(Collected data)
'''
use chrono::{DateTime, Utc};
use pricebot_common::Isk;

use crate::tracker::{SubscriberRef, TrackingEntry, TrackingId};

/// A tracked price moved by at least the entry's threshold and the subscriber was told about it.
#[derive(Debug, Clone, PartialEq, Eq)]
pub struct PriceChangedEvent {
    pub entry_id: TrackingId,
    pub item_id: i64,
    pub region_id: i64,
    pub subscriber: SubscriberRef,
    pub previous: Isk,
    pub current: Isk,
    pub delta: Isk,
    pub timestamp: DateTime<Utc>,
}

#[derive(Debug, Clone, Copy, PartialEq, Eq)]
pub enum TrackingEndReason {
    Expired,
    DeliveryFailed,
    Cancelled,
}

/// A tracking entry left the active set.
#[derive(Debug, Clone, PartialEq)]
pub struct TrackingEndedEvent {
    pub entry: TrackingEntry,
    pub reason: TrackingEndReason,
}

impl TrackingEndedEvent {
    pub fn new(entry: TrackingEntry, reason: TrackingEndReason) -> Self {
        Self { entry, reason }
    }
}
'''
• [What you should do]
After reading the records above, transcribe them verbatim.

• [Written solution]
use chrono::{DateTime, Utc};
use pricebot_common::Isk;

use crate::tracker::{SubscriberRef, TrackingEntry, TrackingId};

/// A tracked price moved by at least the entry's threshold and the subscriber was told about it.
#[derive(Debug, Clone, PartialEq, Eq)]
pub struct PriceChangedEvent {
    pub entry_id: TrackingId,
    pub item_id: i64,
    pub region_id: i64,
    pub subscriber: SubscriberRef,
    pub previous: Isk,
    pub current: Isk,
    pub delta: Isk,
    pub timestamp: DateTime<Utc>,
}

#[derive(Debug, Clone, Copy, PartialEq, Eq)]
pub enum TrackingEndReason {
    Expired,
    DeliveryFailed,
    Cancelled,
}

/// A tracking entry left the active set.
#[derive(Debug, Clone, PartialEq)]
pub struct TrackingEndedEvent {
    pub entry: TrackingEntry,
    pub reason: TrackingEndReason,
}

impl TrackingEndedEvent {
    pub fn new(entry: TrackingEntry, reason: TrackingEndReason) -> Self {
        Self { entry, reason }
    }
}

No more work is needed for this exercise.